MOROCCO
Police disrupt al Qaeda-linked cell
RABAT | Morocco’s police have broken up a terror cell led by a member of al Qaeda’s North African branch that was setting up a base in the disputed Western Sahara, the official news agency MAP said.
Police dismantled a 27-member cell and discovered three weapons caches in Western Sahara, said MAP, which published a statement from the Interior Ministry late Tuesday.
The report said the cell was planning suicide-bomb attacks against police and bank robberies to finance its activities.
Morocco, which claims Western Sahara, has been locked in a dispute with a local independence movement there called the Polisario Front.
The cell was led by a Moroccan citizen based in an al Qaeda in Islamic North Africa camp in Mali, MAP said. Members of the cell were to be sent for terrorist training in camps in Mali and Algeria, according to the government statement.
Al Qaeda in Islamic North Africa, known by the French-language acronym AQMI, is an Algeria-based group that joined Osama bin Laden’s terrorist network in 2006. It operates mainly in Algeria but is suspected of crossing the country’s porous desert borders to spread violence in the rest of northwestern Africa.
TUNISIA
Self-immolated youth dies in burn ward
TUNIS | The young man whose self-immolation touched off nearly three weeks of unrest in Tunisia has died in a burn ward, his supporters said Wednesday.
Mohamed Bouazizi, in despair after police confiscated the fruits and vegetables he sold without a permit, set himself on fire Dec. 17.
His act sparked violent protests over unemployment that have led to three deaths.
Attia Athmouni, spokesman for the support committee for the young man and other demonstrators, said Mr. Bouazizi died Tuesday at a hospital outside Tunis.
Mr. Bouazizi, who was 26, had a university degree but no steady work.
His hardships resonated with many in this North African nation. Unemployment stands at around 14 percent but is much higher outside the capital and beachside tourist zones, in regions such as Sidi Bouzid in the center-west, where Mr. Bouazizi lived.
Unrest is rare in Tunisia, a popular tourist destination on the Mediterranean where the government brooks little dissent and is routinely criticized for its human rights record.
UGANDA
Court rules media cannot ’out’ gays
KAMPALA | Uganda’s High Court has ruled that the media should not publish the names and photos of gay Ugandans. The ruling follows a vitriolic campaign in the East African country, which urged citizens to hang those featured.
Justice Kibuuka Musoke on Monday ordered Uganda’s Rolling Stone magazine to pay $650 in damages and court costs for each of the three activists who sued the magazine.

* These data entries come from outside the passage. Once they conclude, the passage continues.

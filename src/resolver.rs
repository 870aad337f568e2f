//! Query/mutation front end over the user directory.
//!
//! Each request is one JSON document naming an operation:
//!
//! ```text
//! {"operation": "createUser", "createUserData": {"email": "a@example.com", "age": 30}}
//! {"operation": "user", "userId": "..."}
//! {"operation": "users", "userIds": ["...", "..."]}
//! {"operation": "updateUser", "updateUserData": {"userId": "...", "isSubscribed": true}}
//! {"operation": "deleteUser", "deleteUserData": {"userId": "..."}}
//! ```
//!
//! Replies are `{"data": {"<operation>": ...}}` or
//! `{"error": {"kind": "...", "message": "..."}}`. Unknown keys, a blank
//! `userId` or an invalid `email` are answered with `BadRequest` before the
//! directory is reached.

use serde::{Deserialize, Serialize};
use serde_json::{Map, Value};
use thiserror::Error;
use tokio::io::{AsyncBufRead, AsyncBufReadExt, AsyncRead, AsyncReadExt, AsyncWrite, AsyncWriteExt, BufReader};
use tracing::{debug, instrument, warn};

use crate::clients::UserClient;
use crate::domain::{
    CreateUserInput, DeleteUserInput, GetUserArgs, GetUsersArgs, UpdateUserInput, ValidationError,
};
use crate::user_actor::UserError;

#[derive(Debug, Error)]
pub enum ServeError {
    #[error("I/O error: {0}")]
    Io(#[from] std::io::Error),
    #[error("Failed to encode reply: {0}")]
    Encode(#[from] serde_json::Error),
}

#[derive(Debug, Clone, Deserialize)]
#[serde(tag = "operation", rename_all = "camelCase", deny_unknown_fields)]
pub enum Operation {
    CreateUser {
        #[serde(rename = "createUserData")]
        create_user_data: CreateUserInput,
    },
    User(GetUserArgs),
    Users(GetUsersArgs),
    UpdateUser {
        #[serde(rename = "updateUserData")]
        update_user_data: UpdateUserInput,
    },
    DeleteUser {
        #[serde(rename = "deleteUserData")]
        delete_user_data: DeleteUserInput,
    },
}

impl Operation {
    pub fn name(&self) -> &'static str {
        match self {
            Operation::CreateUser { .. } => "createUser",
            Operation::User(_) => "user",
            Operation::Users(_) => "users",
            Operation::UpdateUser { .. } => "updateUser",
            Operation::DeleteUser { .. } => "deleteUser",
        }
    }

    pub fn validate(&self) -> Result<(), ValidationError> {
        match self {
            Operation::CreateUser { create_user_data } => create_user_data.validate(),
            Operation::User(args) => args.validate(),
            Operation::Users(_) => Ok(()),
            Operation::UpdateUser { update_user_data } => update_user_data.validate(),
            Operation::DeleteUser { delete_user_data } => delete_user_data.validate(),
        }
    }
}

#[derive(Debug, Clone, PartialEq, Serialize)]
pub struct ReplyError {
    pub kind: String,
    pub message: String,
}

#[derive(Debug, Clone, PartialEq, Serialize)]
#[serde(rename_all = "camelCase")]
pub enum Reply {
    Data(Map<String, Value>),
    Error(ReplyError),
}

impl Reply {
    fn error(kind: impl Into<String>, message: impl Into<String>) -> Self {
        Reply::Error(ReplyError {
            kind: kind.into(),
            message: message.into(),
        })
    }

    fn from_result<T: Serialize>(operation: &str, result: Result<T, UserError>) -> Self {
        let value = match result {
            Ok(value) => value,
            Err(e) => {
                warn!(error = %e, "Operation failed");
                return Reply::error(e.kind(), e.to_string());
            }
        };
        match serde_json::to_value(value) {
            Ok(value) => {
                let mut data = Map::new();
                data.insert(operation.to_string(), value);
                Reply::Data(data)
            }
            Err(e) => Reply::error("Internal", e.to_string()),
        }
    }
}

/// Maps named operations onto [`UserClient`] calls.
#[derive(Clone)]
pub struct Resolver {
    users: UserClient,
}

impl Resolver {
    pub fn new(users: UserClient) -> Self {
        Self { users }
    }

    #[instrument(skip_all, fields(operation = operation.name()))]
    pub async fn handle(&self, operation: Operation) -> Reply {
        let name = operation.name();
        if let Err(e) = operation.validate() {
            warn!(error = %e, "Rejected invalid request");
            return Reply::error("BadRequest", e.to_string());
        }
        match operation {
            Operation::CreateUser { create_user_data } => {
                Reply::from_result(name, self.users.create_user(create_user_data).await)
            }
            Operation::User(args) => Reply::from_result(name, self.users.find_user(args.user_id).await),
            Operation::Users(args) => {
                Reply::from_result(name, self.users.find_users(args.user_ids).await)
            }
            Operation::UpdateUser { update_user_data } => {
                Reply::from_result(name, self.users.update_user(update_user_data).await)
            }
            Operation::DeleteUser { delete_user_data } => {
                Reply::from_result(name, self.users.remove_user(delete_user_data.user_id).await)
            }
        }
    }

    /// Parses one JSON request document and handles it. Malformed documents
    /// never reach the directory.
    pub async fn handle_line(&self, line: &str) -> Reply {
        match serde_json::from_str::<Operation>(line) {
            Ok(operation) => self.handle(operation).await,
            Err(e) => {
                warn!(error = %e, "Rejected malformed request");
                Reply::error("BadRequest", e.to_string())
            }
        }
    }

    /// Answers one request per line until `input` ends. A line longer than
    /// `max_line_length` bytes is discarded and answered with `BadRequest`.
    pub async fn serve<R, W>(
        &self,
        input: R,
        mut output: W,
        max_line_length: usize,
    ) -> Result<(), ServeError>
    where
        R: AsyncRead + Unpin,
        W: AsyncWrite + Unpin,
    {
        let mut reader = BufReader::new(input);
        let mut buf = Vec::new();
        loop {
            buf.clear();
            let limit = max_line_length as u64 + 1;
            if (&mut reader).take(limit).read_until(b'\n', &mut buf).await? == 0 {
                break;
            }
            if buf.last() == Some(&b'\n') {
                buf.pop();
            } else if buf.len() > max_line_length {
                skip_line(&mut reader).await?;
                warn!(max_line_length, "Rejected oversized request");
                let reply = Reply::error("BadRequest", format!("request exceeds {max_line_length} bytes"));
                write_reply(&mut output, &reply).await?;
                continue;
            }

            let reply = match std::str::from_utf8(&buf) {
                Ok(line) if line.trim().is_empty() => continue,
                Ok(line) => self.handle_line(line).await,
                Err(e) => Reply::error("BadRequest", e.to_string()),
            };
            write_reply(&mut output, &reply).await?;
        }
        debug!("Input closed");
        Ok(())
    }
}

/// Consumes input up to and including the next newline.
async fn skip_line<R: AsyncBufRead + Unpin>(reader: &mut R) -> std::io::Result<()> {
    loop {
        let available = reader.fill_buf().await?;
        if available.is_empty() {
            return Ok(());
        }
        match available.iter().position(|&b| b == b'\n') {
            Some(end) => {
                reader.consume(end + 1);
                return Ok(());
            }
            None => {
                let len = available.len();
                reader.consume(len);
            }
        }
    }
}

async fn write_reply<W: AsyncWrite + Unpin>(output: &mut W, reply: &Reply) -> Result<(), ServeError> {
    let mut out = serde_json::to_string(reply)?;
    out.push('\n');
    output.write_all(out.as_bytes()).await?;
    output.flush().await?;
    Ok(())
}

Justice Musoke also ordered a permanent injunction preventing the magazine from publishing any more names of men or women accused of being gay.
Homosexuality is illegal in Uganda, but gay rights groups recently have begun protesting their treatment.
KENYA
Minister resigns over imports scandal
NAIROBI | Kenya’s industrialization minister has resigned over a car-imports scandal that will see the country’s anti-graft agency taking him to court on corruption charges.
Henry Kosgey said he did not do anything wrong, but he nevertheless wrote to Kenya’s president and prime minister Tuesday to offer to “step aside,” a euphemism Kenyan politicians use to mean resign.
Mr. Kosgey is following a recent trend in the Cabinet in which ministers have resigned or have been suspended if they faced corruption charges. The most recent was the foreign affairs minister who resigned in October over an embassies scandal.
The Kenya Anti-Corruption Commission has been investigating Mr. Kosgey for his role in the importation of cars that are more than eight years old, which is illegal in Kenya.